What the task asks:
Once the line containing "let mut action" is found in the entries below, restate it and each following line word for word, stopping after the line containing "is a no-op.".

Dataset records:
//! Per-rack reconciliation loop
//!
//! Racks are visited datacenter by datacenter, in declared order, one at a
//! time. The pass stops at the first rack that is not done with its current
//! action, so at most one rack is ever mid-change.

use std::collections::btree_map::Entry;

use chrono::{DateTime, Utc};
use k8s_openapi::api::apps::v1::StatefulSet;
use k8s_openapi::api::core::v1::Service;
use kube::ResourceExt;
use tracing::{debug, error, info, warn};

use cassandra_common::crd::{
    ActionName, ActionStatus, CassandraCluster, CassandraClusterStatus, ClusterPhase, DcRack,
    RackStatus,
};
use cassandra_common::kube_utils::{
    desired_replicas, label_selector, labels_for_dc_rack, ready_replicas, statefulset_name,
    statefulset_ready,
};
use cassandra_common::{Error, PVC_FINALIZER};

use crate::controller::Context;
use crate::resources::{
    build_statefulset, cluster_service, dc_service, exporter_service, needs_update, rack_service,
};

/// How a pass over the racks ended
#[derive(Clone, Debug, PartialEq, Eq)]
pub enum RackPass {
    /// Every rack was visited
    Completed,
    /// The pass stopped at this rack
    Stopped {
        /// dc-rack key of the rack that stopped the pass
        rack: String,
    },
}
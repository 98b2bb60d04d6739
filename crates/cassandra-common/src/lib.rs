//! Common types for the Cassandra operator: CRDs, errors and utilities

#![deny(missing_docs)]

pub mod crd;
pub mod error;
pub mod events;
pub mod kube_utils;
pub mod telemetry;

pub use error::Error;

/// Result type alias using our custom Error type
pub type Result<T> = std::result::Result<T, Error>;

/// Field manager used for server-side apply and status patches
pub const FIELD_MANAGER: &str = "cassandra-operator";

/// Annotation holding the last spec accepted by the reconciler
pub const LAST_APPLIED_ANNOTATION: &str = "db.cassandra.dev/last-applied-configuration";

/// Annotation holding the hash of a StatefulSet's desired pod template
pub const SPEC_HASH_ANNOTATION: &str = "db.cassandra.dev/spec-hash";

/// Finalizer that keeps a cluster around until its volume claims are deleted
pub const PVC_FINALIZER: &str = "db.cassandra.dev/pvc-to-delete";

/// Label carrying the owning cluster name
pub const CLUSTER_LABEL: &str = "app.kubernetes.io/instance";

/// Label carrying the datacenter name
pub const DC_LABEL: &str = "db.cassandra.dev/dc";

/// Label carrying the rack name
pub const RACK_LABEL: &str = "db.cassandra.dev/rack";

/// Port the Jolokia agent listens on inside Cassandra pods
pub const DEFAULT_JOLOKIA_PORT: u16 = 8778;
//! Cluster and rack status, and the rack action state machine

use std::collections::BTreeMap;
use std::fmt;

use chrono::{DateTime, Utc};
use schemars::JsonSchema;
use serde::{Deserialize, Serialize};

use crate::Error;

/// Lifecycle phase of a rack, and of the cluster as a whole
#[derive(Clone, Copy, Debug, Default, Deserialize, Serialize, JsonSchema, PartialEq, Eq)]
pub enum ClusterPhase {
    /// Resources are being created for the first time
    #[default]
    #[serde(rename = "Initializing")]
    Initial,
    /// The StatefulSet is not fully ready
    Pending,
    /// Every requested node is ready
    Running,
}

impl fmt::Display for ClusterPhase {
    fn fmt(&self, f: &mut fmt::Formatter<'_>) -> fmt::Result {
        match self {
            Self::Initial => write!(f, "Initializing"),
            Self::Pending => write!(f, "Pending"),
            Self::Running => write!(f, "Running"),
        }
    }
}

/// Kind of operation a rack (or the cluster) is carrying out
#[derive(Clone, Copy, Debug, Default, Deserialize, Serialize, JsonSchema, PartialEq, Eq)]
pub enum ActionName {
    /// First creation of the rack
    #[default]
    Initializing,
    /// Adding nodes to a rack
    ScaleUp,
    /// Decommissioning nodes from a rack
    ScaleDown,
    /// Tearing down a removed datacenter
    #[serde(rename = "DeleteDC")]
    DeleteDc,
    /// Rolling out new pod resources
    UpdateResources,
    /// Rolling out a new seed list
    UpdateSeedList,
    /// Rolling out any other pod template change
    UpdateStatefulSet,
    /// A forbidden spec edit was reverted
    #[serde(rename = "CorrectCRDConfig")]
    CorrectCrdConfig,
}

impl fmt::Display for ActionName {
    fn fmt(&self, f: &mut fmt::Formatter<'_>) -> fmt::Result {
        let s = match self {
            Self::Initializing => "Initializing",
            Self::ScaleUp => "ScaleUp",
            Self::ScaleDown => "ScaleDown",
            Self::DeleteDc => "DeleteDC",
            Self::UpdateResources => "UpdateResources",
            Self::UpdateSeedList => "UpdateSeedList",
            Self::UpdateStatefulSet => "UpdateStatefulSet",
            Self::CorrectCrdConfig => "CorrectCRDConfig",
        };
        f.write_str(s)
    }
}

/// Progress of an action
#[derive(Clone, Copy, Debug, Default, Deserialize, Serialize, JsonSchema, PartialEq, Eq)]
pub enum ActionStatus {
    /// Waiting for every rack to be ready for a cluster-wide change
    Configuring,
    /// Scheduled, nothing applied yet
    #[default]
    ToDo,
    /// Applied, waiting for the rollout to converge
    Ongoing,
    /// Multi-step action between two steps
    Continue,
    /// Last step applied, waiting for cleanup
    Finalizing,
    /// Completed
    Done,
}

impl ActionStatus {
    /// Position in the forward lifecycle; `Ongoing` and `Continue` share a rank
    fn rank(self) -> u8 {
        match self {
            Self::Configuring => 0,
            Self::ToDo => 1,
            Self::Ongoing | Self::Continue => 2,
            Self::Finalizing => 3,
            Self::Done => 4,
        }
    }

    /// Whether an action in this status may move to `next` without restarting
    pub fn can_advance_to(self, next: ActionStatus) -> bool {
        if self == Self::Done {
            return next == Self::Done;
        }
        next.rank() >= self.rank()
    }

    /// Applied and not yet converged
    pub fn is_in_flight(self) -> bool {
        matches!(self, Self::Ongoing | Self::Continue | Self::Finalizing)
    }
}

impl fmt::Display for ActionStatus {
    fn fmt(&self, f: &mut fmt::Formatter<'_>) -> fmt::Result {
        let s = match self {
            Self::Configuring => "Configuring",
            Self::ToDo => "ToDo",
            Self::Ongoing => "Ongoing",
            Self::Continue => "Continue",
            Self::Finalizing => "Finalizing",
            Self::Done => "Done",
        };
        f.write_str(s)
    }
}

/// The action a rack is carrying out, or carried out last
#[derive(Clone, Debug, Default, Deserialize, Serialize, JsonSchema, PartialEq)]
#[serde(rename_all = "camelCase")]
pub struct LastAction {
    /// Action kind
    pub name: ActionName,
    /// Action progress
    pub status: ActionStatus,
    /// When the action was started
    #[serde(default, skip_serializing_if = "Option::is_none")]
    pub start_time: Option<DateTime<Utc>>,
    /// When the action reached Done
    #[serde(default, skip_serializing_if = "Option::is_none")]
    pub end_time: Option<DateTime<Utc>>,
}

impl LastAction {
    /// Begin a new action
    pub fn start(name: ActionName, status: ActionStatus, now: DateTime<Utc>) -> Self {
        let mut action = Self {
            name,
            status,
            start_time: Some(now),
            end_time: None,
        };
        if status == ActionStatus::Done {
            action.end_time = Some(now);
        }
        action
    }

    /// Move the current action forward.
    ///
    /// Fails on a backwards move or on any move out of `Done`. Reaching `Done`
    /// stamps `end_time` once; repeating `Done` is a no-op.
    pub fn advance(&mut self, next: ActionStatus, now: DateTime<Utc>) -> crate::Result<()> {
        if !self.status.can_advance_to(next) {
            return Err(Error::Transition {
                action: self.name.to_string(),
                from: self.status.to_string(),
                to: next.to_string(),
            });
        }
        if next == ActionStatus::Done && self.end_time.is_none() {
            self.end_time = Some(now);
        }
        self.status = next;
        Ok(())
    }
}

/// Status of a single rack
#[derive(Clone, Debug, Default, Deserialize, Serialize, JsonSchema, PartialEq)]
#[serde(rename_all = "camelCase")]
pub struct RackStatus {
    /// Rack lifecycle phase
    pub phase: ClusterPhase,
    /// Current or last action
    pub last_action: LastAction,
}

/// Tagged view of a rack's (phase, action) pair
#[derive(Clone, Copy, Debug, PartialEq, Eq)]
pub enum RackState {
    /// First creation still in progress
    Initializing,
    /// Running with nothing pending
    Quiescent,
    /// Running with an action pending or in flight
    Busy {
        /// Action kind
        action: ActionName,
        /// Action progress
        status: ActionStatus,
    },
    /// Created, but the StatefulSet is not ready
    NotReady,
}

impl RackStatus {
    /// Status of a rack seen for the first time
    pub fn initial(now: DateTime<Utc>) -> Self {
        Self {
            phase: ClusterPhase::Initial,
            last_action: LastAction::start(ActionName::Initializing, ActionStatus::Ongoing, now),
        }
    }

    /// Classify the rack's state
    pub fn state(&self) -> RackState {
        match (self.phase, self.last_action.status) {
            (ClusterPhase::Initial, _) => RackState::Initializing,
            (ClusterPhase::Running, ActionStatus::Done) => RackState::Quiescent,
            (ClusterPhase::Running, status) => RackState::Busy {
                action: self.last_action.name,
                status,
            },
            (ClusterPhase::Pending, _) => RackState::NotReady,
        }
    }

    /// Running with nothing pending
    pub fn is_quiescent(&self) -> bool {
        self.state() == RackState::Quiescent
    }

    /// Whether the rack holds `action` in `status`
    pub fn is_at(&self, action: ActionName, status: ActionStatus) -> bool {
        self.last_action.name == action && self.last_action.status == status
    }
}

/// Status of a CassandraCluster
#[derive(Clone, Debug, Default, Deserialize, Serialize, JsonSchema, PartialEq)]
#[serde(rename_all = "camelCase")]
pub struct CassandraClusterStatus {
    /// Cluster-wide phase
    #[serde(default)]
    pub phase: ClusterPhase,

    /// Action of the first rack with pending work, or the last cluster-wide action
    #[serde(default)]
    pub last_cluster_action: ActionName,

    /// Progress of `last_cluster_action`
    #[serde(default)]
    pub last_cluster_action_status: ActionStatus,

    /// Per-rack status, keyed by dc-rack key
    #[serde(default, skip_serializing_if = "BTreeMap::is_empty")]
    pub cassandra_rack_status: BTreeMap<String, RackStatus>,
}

Task solution:
        let mut action = Self {
            name,
            status,
            start_time: Some(now),
            end_time: None,
        };
        if status == ActionStatus::Done {
            action.end_time = Some(now);
        }
        action
    }

    /// Move the current action forward.
    ///
    /// Fails on a backwards move or on any move out of `Done`. Reaching `Done`
    /// stamps `end_time` once; repeating `Done` is a no-op.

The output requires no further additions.